Yet this seems to have been one of the consequences of having comedy as the driving force of the piece; it shuts down other options. The second attempt of murder on the stage also lacked tension in the run up to it and during the attempt itself, which we could see this time. Moreover, I thought the showdown for the murderer and the wrap up of the case came across as truncated and rushed. It felt like these non-humorous parts were being hurried through so the play could return to the final comic scene in which we see the Ralstons reunite and Major Metcalf reveals who he really is. In this rushing I did wonder if there was a slip up in that Giles Ralston comes on stage to comfort his wife (who has nearly been killed by the murderer) and he mentions his shock at the fact that the man they thought was the policeman come to protect them, was in fact the culprit. Yet how does he know who is guilty as he was not part of the reveal scene and the solution wrap up? Did another character tell him off stage?
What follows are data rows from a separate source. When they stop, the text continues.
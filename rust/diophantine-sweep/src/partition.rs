//! Split the linear index space of a `RangeSet` into contiguous worker slices.

use num_integer::Integer;

use crate::range::{Quadruple, RangeSet};

/// Half-open index interval `[start, end)` handed to one worker.
#[derive(Debug, Clone, Copy, PartialEq, Eq)]
pub struct Slice {
    pub id: usize,
    pub start: u128,
    pub end: u128,
}

impl Slice {
    pub fn len(&self) -> u128 {
        self.end - self.start
    }

    pub fn is_empty(&self) -> bool {
        self.start >= self.end
    }

    /// Quadruples of this slice, in enumeration order.
    pub fn quadruples(self, ranges: RangeSet) -> impl Iterator<Item = Quadruple> {
        (self.start..self.end).map(move |i| ranges.quadruple_at(i))
    }
}

/// Partition `ranges` into `min(workers, total)` near-equal slices.
///
/// With `k` slices the first `total % k` slices carry one extra tuple, so
/// every index lands in exactly one slice.
pub fn partition(ranges: &RangeSet, workers: usize) -> Vec<Slice> {
    let total = ranges.total();
    let k = (workers.max(1) as u128).min(total);
    let (base, extra) = total.div_rem(&k);

    let mut slices = Vec::with_capacity(k as usize);
    let mut start = 0u128;
    for id in 0..k {
        let len = if id < extra { base + 1 } else { base };
        slices.push(Slice {
            id: id as usize,
            start,
            end: start + len,
        });
        start += len;
    }

    debug_assert_eq!(start, total);
    log::debug!(
        "Partitioned {} tuples into {} slices (base {}, {} with one extra)",
        total,
        k,
        base,
        extra
    );
    slices
}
Whilst there are some characters to whom the comedy naturally gravitated towards; I would say the humour is spread out around nearly all the characters. I say nearly, as  another thing that I noticed is that Detective Sergeant Trotter is the only character who wasn’t played strongly comical like the others. This is not a bad thing per se, but I felt like it made him stand out and set apart. You could argue that is because this production is trying to get you on side with Trotter, as he faces a barrage of obstruction from the other inhabitants of Monkswell Manor guest house, and you can feel his frustration as he gives the impression of trying to solve the case. But another part of me wonders whether the way Trotter comes across as the “straight man” in this comedy, highlights a little too much the possibility that he could be the killer. My sister, like me, alighted upon him as the culprit, and this was partially due to the fact that everyone else seemed like too obvious a choice.

Nevertheless, this was a play which got everyone talking during the interval, trying to work out whodunit and it was a fun way to spend an afternoon.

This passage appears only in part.